• [Your goal]:
Please give, word for word, the line containing "pub struct RpcMethod(pub String);" and every line that comes after it in the data below.

• [Data records]:
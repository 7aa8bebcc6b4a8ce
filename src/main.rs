use std::sync::Arc;

use mcp_demo_server::{
    build_app, config::Config, logging, news_client::HttpNewsClient, AppState,
};
use tracing::info;

#[tokio::main]
async fn main() -> Result<(), Box<dyn std::error::Error>> {
    logging::init_logging();

    let config = Config::from_env()?;
    let news_source = Arc::new(HttpNewsClient::new(config.news_base_url.clone())?);
    let bind_socket = config.bind_socket()?;
    let environment = config.environment();
    let state = AppState::new(environment.clone(), news_source)?;
    let app = build_app(state);
    let listener = tokio::net::TcpListener::bind(bind_socket).await?;

    info!(
        bind_addr = %environment.bind_addr,
        port = environment.port,
        telemetry_configured = environment.telemetry_configured,
        managed_identity_configured = environment.managed_identity_configured,
        "server starting"
    );

    axum::serve(listener, app.into_make_service()).await?;
    Ok(())
}
use std::time::Instant;

use axum::{extract::Request, middleware::Next, response::Response};
use tracing::{info, warn};
use tracing_subscriber::{fmt, EnvFilter};

/// JSON-RPC method served by a `/mcp` request, attached to the response for the summary line.
#[derive(Debug, Clone, PartialEq, Eq)]
pub struct RpcMethod(pub String);

pub fn init_logging() {
    let filter = EnvFilter::try_from_default_env().unwrap_or_else(|_| EnvFilter::new("info"));
    fmt()
        .with_env_filter(filter)
        .with_target(false)
        .compact()
        .init();
}

pub async fn request_logging_middleware(request: Request, next: Next) -> Response {
    let method = request.method().clone();
    let path = request.uri().path().to_string();
    let started_at = Instant::now();

    let response = next.run(request).await;
    let status = response.status();
    let elapsed_ms = started_at.elapsed().as_millis();
    let rpc_method = response
        .extensions()
        .get::<RpcMethod>()
        .map(|rpc_method| rpc_method.0.as_str())
        .unwrap_or("-");

    info!(
        method = %method,
        path = %path,
        rpc_method,
        status = status.as_u16(),
        duration_ms = elapsed_ms,
        "request summary"
    );

    if status.is_client_error() || status.is_server_error() {
        warn!(
            method = %method,
            path = %path,
            rpc_method,
            status = status.as_u16(),
            "request rejected"
        );
    }

    response
}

• [Expected answer]:
pub struct RpcMethod(pub String);

pub fn init_logging() {
    let filter = EnvFilter::try_from_default_env().unwrap_or_else(|_| EnvFilter::new("info"));
    fmt()
        .with_env_filter(filter)
        .with_target(false)
        .compact()
        .init();
}

pub async fn request_logging_middleware(request: Request, next: Next) -> Response {
    let method = request.method().clone();
    let path = request.uri().path().to_string();
    let started_at = Instant::now();

    let response = next.run(request).await;
    let status = response.status();
    let elapsed_ms = started_at.elapsed().as_millis();
    let rpc_method = response
        .extensions()
        .get::<RpcMethod>()
        .map(|rpc_method| rpc_method.0.as_str())
        .unwrap_or("-");

    info!(
        method = %method,
        path = %path,
        rpc_method,
        status = status.as_u16(),
        duration_ms = elapsed_ms,
        "request summary"
    );

    if status.is_client_error() || status.is_server_error() {
        warn!(
            method = %method,
            path = %path,
            rpc_method,
            status = status.as_u16(),
            "request rejected"
        );
    }

    response
}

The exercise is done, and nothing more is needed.